**Aim of the exercise**
Looking at the records below, please work out how many lines contain the word "while" and give the number alone.

**Data for this exercise**
* * * * * * *

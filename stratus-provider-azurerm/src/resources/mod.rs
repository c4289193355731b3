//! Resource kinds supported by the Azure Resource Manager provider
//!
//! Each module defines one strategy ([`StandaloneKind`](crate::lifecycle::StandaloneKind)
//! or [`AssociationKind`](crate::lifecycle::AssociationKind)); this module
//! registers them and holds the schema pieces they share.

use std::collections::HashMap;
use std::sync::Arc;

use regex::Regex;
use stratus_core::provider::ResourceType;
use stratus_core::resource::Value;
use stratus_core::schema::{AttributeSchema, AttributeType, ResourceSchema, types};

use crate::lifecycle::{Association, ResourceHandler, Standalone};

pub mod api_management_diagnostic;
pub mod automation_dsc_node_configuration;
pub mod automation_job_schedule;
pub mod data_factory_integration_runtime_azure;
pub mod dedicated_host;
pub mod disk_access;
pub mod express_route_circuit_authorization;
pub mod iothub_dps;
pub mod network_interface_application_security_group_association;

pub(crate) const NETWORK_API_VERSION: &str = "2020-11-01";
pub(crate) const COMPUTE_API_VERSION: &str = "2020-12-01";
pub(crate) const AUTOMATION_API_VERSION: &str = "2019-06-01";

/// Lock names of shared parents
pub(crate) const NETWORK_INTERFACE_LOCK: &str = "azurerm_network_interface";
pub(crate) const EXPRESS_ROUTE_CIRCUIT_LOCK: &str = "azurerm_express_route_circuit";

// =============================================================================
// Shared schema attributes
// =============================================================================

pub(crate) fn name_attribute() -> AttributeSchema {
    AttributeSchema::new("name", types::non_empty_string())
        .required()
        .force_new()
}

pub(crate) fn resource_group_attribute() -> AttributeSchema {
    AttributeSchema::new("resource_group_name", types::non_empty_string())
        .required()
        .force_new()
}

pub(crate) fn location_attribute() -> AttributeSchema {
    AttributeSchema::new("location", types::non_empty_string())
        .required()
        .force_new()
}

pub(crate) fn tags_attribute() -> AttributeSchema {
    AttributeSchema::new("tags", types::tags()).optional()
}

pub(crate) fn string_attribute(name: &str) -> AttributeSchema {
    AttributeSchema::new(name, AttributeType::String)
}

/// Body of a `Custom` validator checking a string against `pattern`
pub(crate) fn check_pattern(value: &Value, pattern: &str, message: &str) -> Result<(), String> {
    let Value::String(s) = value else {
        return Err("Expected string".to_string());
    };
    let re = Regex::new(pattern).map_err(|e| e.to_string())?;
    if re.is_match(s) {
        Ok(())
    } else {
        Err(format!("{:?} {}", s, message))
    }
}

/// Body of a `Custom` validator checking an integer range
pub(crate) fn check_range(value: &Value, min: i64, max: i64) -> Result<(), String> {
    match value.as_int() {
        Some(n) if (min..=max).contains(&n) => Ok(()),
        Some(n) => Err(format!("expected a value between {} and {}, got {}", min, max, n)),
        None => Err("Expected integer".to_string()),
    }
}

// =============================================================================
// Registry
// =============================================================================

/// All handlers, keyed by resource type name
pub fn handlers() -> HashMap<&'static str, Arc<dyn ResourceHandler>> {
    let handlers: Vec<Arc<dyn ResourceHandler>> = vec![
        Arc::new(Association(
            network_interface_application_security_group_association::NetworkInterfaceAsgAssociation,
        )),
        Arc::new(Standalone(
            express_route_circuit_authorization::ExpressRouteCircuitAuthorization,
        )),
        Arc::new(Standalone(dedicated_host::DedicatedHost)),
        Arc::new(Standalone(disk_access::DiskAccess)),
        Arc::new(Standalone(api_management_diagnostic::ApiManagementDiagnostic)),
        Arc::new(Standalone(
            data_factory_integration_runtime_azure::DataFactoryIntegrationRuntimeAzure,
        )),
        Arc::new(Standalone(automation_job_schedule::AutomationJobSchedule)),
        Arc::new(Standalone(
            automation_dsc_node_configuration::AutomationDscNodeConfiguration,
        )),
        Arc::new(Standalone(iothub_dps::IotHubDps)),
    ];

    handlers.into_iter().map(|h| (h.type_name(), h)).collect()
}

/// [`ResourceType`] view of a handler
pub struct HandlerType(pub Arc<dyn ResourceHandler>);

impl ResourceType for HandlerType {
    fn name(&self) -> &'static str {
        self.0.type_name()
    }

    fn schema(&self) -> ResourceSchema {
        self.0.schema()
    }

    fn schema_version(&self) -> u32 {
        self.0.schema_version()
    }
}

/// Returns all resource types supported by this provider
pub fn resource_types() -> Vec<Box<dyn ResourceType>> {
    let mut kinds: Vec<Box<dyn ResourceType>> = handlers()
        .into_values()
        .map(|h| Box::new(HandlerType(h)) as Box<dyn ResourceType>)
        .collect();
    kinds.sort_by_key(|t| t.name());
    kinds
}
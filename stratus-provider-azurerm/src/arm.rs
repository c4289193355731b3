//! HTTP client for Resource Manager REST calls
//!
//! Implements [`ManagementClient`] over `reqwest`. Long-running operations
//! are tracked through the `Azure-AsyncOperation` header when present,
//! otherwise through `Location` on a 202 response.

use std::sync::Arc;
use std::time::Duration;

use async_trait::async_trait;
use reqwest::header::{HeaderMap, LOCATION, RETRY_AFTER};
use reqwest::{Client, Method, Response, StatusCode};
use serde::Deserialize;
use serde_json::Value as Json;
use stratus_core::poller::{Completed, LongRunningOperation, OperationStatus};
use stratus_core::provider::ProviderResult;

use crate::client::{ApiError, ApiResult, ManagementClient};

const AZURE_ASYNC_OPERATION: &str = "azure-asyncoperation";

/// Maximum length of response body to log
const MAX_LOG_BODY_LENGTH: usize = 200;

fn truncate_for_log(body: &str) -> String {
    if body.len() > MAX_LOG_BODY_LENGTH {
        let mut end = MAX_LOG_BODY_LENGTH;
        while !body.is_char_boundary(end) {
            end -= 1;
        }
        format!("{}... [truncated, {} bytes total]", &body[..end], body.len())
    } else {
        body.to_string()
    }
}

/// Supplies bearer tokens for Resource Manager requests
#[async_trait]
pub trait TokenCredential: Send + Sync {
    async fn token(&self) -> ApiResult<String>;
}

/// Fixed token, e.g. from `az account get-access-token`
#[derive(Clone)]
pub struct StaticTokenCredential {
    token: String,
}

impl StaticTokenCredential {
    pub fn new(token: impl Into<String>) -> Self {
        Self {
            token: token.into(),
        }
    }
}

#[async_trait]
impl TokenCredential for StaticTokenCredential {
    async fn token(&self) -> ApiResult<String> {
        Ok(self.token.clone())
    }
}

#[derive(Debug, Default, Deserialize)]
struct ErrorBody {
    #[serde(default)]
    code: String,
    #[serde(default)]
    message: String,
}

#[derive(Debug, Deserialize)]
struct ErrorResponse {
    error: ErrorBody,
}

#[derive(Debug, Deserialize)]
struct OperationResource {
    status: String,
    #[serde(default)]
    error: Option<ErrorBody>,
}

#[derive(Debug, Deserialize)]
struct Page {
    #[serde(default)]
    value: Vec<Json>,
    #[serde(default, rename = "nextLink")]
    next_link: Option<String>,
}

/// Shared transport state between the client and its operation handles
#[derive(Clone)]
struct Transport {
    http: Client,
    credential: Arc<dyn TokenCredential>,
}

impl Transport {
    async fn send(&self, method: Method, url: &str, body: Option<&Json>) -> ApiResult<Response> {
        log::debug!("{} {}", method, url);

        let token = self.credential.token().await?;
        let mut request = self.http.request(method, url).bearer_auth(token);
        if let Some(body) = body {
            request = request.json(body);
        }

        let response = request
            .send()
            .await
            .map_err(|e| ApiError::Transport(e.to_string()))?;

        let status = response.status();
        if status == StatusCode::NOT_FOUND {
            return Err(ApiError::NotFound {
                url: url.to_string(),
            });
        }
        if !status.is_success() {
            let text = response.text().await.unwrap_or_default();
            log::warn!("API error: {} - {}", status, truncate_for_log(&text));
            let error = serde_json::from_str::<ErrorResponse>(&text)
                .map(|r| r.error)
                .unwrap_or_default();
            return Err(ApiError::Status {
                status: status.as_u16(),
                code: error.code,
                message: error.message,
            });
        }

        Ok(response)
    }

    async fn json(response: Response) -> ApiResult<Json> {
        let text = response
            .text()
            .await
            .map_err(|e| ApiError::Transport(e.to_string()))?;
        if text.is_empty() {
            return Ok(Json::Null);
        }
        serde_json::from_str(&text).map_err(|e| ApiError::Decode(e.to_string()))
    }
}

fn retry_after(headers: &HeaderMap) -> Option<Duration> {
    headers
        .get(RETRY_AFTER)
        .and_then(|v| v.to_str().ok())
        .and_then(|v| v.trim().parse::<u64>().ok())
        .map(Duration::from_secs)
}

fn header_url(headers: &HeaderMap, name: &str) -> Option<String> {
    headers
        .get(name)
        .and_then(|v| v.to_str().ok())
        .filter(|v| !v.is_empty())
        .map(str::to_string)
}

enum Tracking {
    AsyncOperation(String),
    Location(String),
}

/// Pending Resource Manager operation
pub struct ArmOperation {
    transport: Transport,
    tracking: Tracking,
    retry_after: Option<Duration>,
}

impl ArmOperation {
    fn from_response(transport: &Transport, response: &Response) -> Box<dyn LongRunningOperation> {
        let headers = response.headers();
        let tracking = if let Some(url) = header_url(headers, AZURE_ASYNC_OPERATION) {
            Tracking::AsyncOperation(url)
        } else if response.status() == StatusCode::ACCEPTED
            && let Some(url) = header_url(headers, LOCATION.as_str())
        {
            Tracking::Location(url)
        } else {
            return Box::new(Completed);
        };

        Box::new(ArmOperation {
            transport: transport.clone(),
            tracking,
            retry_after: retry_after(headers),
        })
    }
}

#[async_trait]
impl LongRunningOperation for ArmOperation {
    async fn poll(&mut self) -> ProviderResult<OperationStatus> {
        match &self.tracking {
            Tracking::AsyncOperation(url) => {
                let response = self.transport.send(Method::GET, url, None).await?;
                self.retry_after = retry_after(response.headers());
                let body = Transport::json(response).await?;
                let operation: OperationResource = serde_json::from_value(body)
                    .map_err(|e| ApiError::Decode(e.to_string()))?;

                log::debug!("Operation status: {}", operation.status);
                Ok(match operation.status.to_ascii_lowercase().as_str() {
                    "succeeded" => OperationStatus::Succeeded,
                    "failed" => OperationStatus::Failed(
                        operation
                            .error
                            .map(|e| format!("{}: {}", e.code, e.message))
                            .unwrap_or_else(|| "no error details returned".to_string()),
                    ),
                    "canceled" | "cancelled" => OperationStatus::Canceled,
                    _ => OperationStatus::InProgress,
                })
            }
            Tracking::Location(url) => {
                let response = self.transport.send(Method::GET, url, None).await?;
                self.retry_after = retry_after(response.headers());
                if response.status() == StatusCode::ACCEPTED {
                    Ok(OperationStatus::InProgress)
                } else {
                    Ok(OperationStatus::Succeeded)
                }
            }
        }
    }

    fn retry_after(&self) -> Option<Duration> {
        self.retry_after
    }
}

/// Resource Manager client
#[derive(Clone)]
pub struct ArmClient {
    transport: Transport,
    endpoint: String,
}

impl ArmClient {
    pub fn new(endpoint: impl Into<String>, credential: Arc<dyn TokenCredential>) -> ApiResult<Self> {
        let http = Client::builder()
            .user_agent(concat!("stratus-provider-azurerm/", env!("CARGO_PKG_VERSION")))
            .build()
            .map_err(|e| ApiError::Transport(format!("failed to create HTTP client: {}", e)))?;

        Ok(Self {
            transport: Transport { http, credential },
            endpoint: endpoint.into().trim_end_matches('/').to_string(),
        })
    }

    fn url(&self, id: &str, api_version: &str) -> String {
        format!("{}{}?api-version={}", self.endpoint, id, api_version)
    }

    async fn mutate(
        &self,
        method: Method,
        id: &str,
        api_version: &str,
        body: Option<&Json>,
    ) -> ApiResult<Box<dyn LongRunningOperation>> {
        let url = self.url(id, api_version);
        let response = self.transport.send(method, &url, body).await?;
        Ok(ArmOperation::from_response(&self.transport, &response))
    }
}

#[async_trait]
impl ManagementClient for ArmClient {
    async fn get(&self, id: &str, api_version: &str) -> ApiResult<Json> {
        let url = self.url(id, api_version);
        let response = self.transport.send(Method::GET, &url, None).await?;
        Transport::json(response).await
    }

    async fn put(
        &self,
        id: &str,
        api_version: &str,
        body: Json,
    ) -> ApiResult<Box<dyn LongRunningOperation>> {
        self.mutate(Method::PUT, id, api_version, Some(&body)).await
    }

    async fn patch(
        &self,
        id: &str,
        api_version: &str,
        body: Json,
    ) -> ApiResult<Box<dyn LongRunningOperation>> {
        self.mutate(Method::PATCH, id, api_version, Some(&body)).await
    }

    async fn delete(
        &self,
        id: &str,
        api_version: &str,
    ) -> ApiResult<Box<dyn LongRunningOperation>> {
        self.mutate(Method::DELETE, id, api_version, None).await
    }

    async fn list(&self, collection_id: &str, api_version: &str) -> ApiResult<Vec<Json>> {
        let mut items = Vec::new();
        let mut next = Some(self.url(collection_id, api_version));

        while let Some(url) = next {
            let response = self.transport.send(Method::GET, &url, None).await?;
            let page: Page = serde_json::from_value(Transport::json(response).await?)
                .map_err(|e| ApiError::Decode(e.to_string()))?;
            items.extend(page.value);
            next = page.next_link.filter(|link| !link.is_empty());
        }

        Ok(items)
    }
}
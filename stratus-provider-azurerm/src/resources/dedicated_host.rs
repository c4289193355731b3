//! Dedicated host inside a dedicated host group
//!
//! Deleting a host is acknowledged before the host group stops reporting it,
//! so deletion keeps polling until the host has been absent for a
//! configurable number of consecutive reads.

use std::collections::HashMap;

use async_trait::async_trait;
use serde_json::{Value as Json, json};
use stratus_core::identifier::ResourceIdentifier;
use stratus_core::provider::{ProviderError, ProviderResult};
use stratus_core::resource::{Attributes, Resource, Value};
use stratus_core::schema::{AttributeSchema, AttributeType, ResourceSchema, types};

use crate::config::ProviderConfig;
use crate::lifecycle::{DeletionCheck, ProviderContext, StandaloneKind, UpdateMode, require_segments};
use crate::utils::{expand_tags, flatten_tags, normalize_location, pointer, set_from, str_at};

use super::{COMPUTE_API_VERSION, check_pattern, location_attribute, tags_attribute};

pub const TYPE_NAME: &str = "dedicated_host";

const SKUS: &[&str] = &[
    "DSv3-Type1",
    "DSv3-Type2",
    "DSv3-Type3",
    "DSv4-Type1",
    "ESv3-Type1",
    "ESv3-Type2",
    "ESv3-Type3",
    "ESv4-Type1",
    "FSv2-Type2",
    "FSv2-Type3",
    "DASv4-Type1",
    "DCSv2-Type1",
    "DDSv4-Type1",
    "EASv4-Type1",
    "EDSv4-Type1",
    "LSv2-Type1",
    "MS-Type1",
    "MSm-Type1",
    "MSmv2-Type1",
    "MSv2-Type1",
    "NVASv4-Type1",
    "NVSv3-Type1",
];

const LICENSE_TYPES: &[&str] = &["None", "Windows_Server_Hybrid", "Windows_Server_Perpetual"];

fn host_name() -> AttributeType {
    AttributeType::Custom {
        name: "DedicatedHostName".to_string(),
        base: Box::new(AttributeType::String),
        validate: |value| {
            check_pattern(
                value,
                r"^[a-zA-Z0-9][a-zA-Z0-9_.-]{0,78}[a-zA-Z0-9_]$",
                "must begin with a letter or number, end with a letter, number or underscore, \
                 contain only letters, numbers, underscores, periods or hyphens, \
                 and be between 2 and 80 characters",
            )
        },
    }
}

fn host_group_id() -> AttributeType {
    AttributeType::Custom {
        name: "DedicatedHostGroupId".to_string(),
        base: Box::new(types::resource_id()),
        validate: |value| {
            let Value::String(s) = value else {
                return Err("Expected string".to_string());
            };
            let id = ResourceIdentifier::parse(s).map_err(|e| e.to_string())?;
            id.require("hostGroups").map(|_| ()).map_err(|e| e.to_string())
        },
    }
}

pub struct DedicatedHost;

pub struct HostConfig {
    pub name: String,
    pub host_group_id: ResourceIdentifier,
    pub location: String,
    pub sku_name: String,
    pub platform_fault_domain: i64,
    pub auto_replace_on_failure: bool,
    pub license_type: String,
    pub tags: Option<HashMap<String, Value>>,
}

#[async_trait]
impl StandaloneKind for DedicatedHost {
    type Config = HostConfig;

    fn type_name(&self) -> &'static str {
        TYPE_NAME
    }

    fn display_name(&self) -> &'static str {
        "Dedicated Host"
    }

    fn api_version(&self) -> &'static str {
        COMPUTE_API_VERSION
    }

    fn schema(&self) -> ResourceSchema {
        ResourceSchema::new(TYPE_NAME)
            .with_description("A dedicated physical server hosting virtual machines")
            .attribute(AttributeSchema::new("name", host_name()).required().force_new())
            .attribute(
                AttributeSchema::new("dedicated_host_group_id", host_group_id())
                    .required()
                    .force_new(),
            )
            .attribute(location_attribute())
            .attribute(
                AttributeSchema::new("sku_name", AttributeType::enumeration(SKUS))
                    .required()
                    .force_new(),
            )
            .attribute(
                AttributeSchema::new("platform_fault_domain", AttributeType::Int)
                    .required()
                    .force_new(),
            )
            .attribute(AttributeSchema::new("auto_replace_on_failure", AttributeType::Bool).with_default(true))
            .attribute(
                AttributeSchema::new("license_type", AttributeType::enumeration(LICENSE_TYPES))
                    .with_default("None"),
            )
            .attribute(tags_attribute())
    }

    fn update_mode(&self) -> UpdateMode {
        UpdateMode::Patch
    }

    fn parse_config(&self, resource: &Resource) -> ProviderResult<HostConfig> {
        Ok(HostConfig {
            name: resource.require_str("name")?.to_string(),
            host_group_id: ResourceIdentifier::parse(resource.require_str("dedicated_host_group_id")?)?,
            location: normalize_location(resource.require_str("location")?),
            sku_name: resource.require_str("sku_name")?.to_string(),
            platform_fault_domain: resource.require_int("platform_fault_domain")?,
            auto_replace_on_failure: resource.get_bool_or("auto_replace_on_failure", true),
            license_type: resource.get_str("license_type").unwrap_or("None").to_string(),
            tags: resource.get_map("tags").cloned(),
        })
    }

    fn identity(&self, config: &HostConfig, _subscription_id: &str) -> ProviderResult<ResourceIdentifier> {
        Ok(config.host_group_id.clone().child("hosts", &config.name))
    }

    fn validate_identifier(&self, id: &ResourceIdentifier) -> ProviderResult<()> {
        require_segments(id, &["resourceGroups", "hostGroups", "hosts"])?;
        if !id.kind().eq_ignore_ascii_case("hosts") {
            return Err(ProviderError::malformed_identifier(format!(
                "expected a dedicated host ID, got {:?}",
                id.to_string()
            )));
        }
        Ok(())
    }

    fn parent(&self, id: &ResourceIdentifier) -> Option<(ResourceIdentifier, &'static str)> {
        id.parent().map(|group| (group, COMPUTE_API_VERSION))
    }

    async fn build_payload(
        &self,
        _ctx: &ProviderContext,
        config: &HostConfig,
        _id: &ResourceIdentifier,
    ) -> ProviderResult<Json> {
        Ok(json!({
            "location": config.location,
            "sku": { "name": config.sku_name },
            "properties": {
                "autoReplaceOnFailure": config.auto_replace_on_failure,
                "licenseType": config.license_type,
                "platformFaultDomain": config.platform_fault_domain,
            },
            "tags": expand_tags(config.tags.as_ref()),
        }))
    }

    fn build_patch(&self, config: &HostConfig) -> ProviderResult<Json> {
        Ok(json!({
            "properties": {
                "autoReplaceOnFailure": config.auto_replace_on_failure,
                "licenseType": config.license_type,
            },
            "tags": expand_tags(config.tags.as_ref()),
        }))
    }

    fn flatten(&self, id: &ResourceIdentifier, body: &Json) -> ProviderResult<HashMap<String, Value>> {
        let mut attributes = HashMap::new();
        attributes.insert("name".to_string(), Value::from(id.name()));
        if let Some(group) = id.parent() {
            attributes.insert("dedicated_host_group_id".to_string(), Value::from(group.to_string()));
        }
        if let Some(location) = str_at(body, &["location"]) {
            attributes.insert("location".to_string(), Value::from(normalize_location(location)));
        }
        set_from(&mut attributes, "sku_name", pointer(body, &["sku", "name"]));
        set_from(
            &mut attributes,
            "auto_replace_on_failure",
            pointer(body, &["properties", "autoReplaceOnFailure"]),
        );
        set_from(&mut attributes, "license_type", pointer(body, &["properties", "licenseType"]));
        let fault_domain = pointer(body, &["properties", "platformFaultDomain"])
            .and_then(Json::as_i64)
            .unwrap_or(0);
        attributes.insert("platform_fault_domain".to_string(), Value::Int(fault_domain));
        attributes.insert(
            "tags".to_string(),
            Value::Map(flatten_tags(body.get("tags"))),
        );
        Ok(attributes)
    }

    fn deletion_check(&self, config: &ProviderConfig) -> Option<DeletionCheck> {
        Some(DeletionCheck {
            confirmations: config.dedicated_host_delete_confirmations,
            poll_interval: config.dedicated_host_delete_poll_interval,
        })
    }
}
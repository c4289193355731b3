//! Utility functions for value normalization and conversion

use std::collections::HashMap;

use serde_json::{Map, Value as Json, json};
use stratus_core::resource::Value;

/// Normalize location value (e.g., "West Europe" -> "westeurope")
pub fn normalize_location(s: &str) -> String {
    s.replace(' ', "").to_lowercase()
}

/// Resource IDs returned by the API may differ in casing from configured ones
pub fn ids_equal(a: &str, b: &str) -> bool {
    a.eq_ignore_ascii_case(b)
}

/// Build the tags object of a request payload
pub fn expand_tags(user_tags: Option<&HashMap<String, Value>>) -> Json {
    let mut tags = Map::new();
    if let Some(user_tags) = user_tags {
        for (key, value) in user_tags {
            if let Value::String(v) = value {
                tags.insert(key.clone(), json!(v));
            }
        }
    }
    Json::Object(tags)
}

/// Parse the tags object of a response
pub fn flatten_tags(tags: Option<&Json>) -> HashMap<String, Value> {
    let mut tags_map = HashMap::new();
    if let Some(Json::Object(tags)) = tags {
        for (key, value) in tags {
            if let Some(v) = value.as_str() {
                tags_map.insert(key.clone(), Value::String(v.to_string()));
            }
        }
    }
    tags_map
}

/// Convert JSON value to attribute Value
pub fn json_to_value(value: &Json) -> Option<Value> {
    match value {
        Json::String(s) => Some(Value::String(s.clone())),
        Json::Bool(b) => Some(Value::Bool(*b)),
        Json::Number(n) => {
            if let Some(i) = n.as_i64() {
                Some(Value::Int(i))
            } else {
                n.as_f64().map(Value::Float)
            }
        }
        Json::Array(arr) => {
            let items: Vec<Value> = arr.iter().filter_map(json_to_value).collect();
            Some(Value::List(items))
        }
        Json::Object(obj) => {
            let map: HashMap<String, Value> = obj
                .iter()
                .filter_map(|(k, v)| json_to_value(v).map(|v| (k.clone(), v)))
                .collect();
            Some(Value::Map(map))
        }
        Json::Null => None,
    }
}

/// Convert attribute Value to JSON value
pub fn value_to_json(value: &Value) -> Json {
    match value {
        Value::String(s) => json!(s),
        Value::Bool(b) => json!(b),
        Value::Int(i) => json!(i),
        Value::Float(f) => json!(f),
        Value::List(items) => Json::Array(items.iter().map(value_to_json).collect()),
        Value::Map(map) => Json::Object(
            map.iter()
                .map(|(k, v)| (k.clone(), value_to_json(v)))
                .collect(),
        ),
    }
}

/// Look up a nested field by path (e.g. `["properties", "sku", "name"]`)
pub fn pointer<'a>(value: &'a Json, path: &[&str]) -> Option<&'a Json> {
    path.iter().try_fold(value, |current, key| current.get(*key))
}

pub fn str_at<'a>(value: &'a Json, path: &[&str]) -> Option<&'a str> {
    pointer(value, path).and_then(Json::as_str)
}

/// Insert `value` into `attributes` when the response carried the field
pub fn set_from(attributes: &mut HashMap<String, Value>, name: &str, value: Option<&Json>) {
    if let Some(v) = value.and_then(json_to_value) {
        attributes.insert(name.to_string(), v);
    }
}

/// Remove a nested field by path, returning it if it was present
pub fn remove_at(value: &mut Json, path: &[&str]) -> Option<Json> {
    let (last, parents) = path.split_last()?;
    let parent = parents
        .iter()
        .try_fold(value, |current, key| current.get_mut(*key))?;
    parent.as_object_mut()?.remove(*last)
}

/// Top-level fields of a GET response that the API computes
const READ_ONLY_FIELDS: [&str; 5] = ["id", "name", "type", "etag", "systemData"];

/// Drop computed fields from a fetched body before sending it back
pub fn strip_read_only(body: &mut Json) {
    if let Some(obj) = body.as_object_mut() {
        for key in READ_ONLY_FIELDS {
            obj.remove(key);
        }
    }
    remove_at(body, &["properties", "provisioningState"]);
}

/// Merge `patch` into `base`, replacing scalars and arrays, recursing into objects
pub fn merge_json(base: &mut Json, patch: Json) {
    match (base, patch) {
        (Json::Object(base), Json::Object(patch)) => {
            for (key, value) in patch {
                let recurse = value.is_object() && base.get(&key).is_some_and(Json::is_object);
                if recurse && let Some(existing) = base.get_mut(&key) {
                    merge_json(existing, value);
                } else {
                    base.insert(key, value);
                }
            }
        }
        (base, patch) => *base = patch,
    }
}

* * * * * * *

**Response box**
2